L'avvicinarsi del referendum costituzionale, però, costringe il premier, per lo meno, a tentare di recuperare qualche voto anche dal mondo della scuola ed è questa la politica che Renzi intende perseguire fino al 4 dicembre.

Ormai le apparizioni televisive del capo del Governo non si contano più: domenica scorsa è stato ospite di Massimo Giletti a L'Arena, ieri sera, martedì 11 ottobre, della trasmissione 'Politics', in onda su Raitre.
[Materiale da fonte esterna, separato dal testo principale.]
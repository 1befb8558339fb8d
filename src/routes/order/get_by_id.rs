use actix_web::{get, web};
use actix_web_httpauth::extractors::bearer::BearerAuth;
use std::sync::Arc;

use crate::db::postgres_service::PostgresService;
use crate::types::order::OrderRes;
use crate::types::response::{ApiResponse, ApiResult};
use crate::utils::auth::require_staff;

// Staff-only even for the order's owner; owners go through /user/order/{id}.
#[get("/orders/{id}")]
async fn get_by_id(
    _req: actix_web::HttpRequest,
    auth: BearerAuth,
    db: web::Data<Arc<PostgresService>>,
    path: web::Path<i32>,
) -> ApiResult<OrderRes> {
    require_staff(&db, auth.token()).await?;

    let order = db.get_order(path.into_inner()).await?;

    Ok(ApiResponse::Ok(order.into()))
}
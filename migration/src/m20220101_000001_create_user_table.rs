use sea_orm_migration::prelude::*;

#[derive(DeriveMigrationName)]
pub struct Migration;

#[async_trait::async_trait]
impl MigrationTrait for Migration {
    async fn up(&self, manager: &SchemaManager) -> Result<(), DbErr> {
        manager
            .create_table(
                Table::create()
                    .table(User::Table)
                    .col(
                        ColumnDef::new(User::Id)
                            .uuid()
                            .not_null()
                            .primary_key()
                    )
                    .col(
                        ColumnDef::new(User::Username)
                            .string()
                            .not_null()
                            .unique_key()
                    )
                    .col(
                        ColumnDef::new(User::Email)
                            .string()
                            .not_null()
                            .unique_key()
                    )
                    .col(
                        ColumnDef::new(User::PasswordHash)
                            .string()
                            .not_null()
                    )
                    .col(
                        ColumnDef::new(User::TokenHash)
                            .string()
                            .null()
                    )
                    .col(
                        ColumnDef::new(User::IsStaff)
                            .boolean()
                            .not_null()
                            .default(false)
                    )
                    .col(
                        ColumnDef::new(User::IsActive)
                            .boolean()
                            .not_null()
                            .default(true)
                    )
                    .col(
                        ColumnDef::new(User::CreatedAt)
                            .timestamp_with_time_zone()
                            .not_null()
                    )
                    .col(
                        ColumnDef::new(User::UpdatedAt)
                            .timestamp_with_time_zone()
                            .not_null()
                    )
                    .to_owned()
            )
            .await?;
        Ok(())
    }

    async fn down(&self, manager: &SchemaManager) -> Result<(), DbErr> {
        manager
            .drop_table(
                Table::drop()
                    .table(User::Table)
                    .if_exists()
                    .to_owned(),
            )
            .await?;
        Ok(())
    }
}

#[derive(DeriveIden)]
enum User {
    Table,
    Id,
    Username,
    Email,
    PasswordHash,
    TokenHash,
    IsStaff,
    IsActive,
    CreatedAt,
    UpdatedAt,
}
Ultime news scuola, mercoledì 12 ottobre 2016: Renzi 'Non c'è più rispetto per gli insegnanti'

'Si è perso il rispetto sociale per la figura degli insegnanti' ha detto Matteo Renzi, sottolineando la scarsa considerazione sociale verso chi esercita il mestiere più bello ma anche più difficile al mondo.
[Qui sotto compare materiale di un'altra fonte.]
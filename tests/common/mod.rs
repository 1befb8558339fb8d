use pizza_api::db::postgres_service::PostgresService;
use std::sync::Arc;
use testcontainers::{runners::AsyncRunner, ContainerAsync};
use testcontainers_modules::postgres::Postgres;

pub mod client;

pub struct TestContext {
    pub db: Arc<PostgresService>,
    pub _container: ContainerAsync<Postgres>,
}

impl TestContext {
    pub async fn new() -> TestContext {
        let postgres = Postgres::default();
        let container = postgres
            .start()
            .await
            .expect("Failed to start postgres container");

        let host = container.get_host().await.expect("Failed to get host");
        let port = container
            .get_host_port_ipv4(5432)
            .await
            .expect("Failed to get port");

        let db_url = format!("postgresql://postgres:postgres@{}:{}/postgres", host, port);

        let db = Arc::new(
            PostgresService::new(&db_url)
                .await
                .expect("Failed to initialize PostgresService"),
        );

        TestContext {
            db,
            _container: container,
        }
    }
}

// Test data helpers
pub mod test_data {
    use entity::order::PizzaSize;
    use pizza_api::types::order::ROrderCreate;

    pub fn sample_order() -> ROrderCreate {
        ROrderCreate {
            quantity: 2,
            pizza_size: PizzaSize::Large,
            flavour: Some("spicy".to_string()),
        }
    }
}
Questa è stata la risposta del premier a proposito dell'argomento riguardante i compiti a casa, sul quale, tra l'altro, proprio pochi giorni fa il ministro Giannini aveva promesso di occuparsene ('è l'insegnante insicuro a dare tanti compiti' ebbe a dire la responsabile del Miur).
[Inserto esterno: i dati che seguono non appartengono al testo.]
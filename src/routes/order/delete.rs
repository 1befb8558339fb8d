use actix_web::{delete, web};
use actix_web_httpauth::extractors::bearer::BearerAuth;
use std::sync::Arc;

use crate::db::postgres_service::PostgresService;
use crate::types::response::{ApiResponse, ApiResult};
use crate::utils::auth::authenticate;

// No ownership or staff check: any authenticated user may delete any order.
// Deleting an already-deleted id is NotFound.
#[delete("/order/delete/{id}")]
async fn delete(
    _req: actix_web::HttpRequest,
    auth: BearerAuth,
    db: web::Data<Arc<PostgresService>>,
    path: web::Path<i32>,
) -> ApiResult<()> {
    authenticate(&db, auth.token()).await?;

    db.delete_order(path.into_inner()).await?;

    Ok(ApiResponse::NoContent)
}
use crate::db::postgres_service::PostgresService;
use crate::types::{error::AppError, user::DBUserCreate};
use crate::utils::token;
use chrono::Utc;
use entity::user::{ActiveModel as UserActive, Column, Entity as User, Model as UserModel};
use sea_orm::{
    ActiveModelTrait, ColumnTrait, DbErr, EntityTrait, PaginatorTrait, QueryFilter, Set,
    TransactionTrait,
};
use uuid::Uuid;

impl PostgresService {
    pub async fn user_exists_by_username(&self, username: &str) -> Result<bool, AppError> {
        Ok(User::find()
            .filter(Column::Username.eq(username))
            .count(&self.db)
            .await?
            > 0)
    }

    pub async fn user_exists_by_email(&self, email: &str) -> Result<bool, AppError> {
        Ok(User::find()
            .filter(Column::Email.eq(email))
            .count(&self.db)
            .await?
            > 0)
    }

    pub async fn get_user_by_id(&self, id: &Uuid) -> Result<UserModel, AppError> {
        Ok(User::find_by_id(*id)
            .one(&self.db)
            .await?
            .ok_or_else(|| DbErr::RecordNotFound("User does not exist".into()))?)
    }

    pub async fn find_user_by_username(&self, username: &str) -> Result<UserModel, AppError> {
        Ok(User::find()
            .filter(Column::Username.eq(username))
            .one(&self.db)
            .await?
            .ok_or_else(|| DbErr::RecordNotFound("User does not exist".into()))?)
    }

    /// Signup: create user.
    pub async fn create_user(&self, payload: DBUserCreate) -> Result<Uuid, AppError> {
        if self.user_exists_by_username(&payload.username).await?
            || self.user_exists_by_email(&payload.email).await?
        {
            return Err(AppError::AlreadyExists);
        }
        let uid = token::new_id();
        let now = Utc::now();
        let txn = self.db.begin().await?;

        User::insert(UserActive {
            id: Set(uid),
            username: Set(payload.username),
            email: Set(payload.email),
            password_hash: Set(payload.password_hash),
            token_hash: Set(None),
            is_staff: Set(payload.is_staff),
            is_active: Set(true),
            created_at: Set(now),
            updated_at: Set(now),
        })
        .exec(&txn)
        .await?;

        txn.commit().await?;
        Ok(uid)
    }

    /// Login: store the argon2 hash of a freshly issued token secret,
    /// invalidating whatever token was active before.
    pub async fn store_token_hash(&self, user_id: &Uuid, hash: String) -> Result<(), AppError> {
        let mut am: UserActive = self.get_user_by_id(user_id).await?.into();
        am.token_hash = Set(Some(hash));
        am.updated_at = Set(Utc::now());
        Ok(am.update(&self.db).await.map(|_| ())?)
    }
}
'Lo dico da figlio e da marito di un'insegnante - ha dichiarato Renzi - il punto importante è che si è perso il rispetto sociale nei confronti della figura del docente. Però - ha puntualizzato il premier - il governo ha cercato di ridare agli insegnanti la rispettabilità e, se mi permettete, questa è una cosa di cui sono fiero'.

Referendum costituzionale, Renzi tenta di sanare la frattura con il personale docente

Il Presidente del Consiglio non ha spiegato in dettaglio la sua affermazione 'Abbiamo ridato rispettabilità agli insegnanti': probabilmente si riferiva al contributo elargito dal governo per l'aggiornamento e l'autoformazione (i famosi 500 euro) e probabilmente anche all'altro bonus, quello relativo al merito che ha premiato i docenti che avrebbero svolto al meglio il proprio lavoro.Insomma, appare evidente come Renzi stia proponendo un'armistizio alla classe docente, dopo la guerra che ha accompagnato il cammino verso l'approvazione della riforma Buona Scuola: a questo punto, però, dopo che il premier si è ostinatamente rifiutato di ascoltare il mondo della scuola, ora sono gli insegnanti ad essere diventati 'sordi'.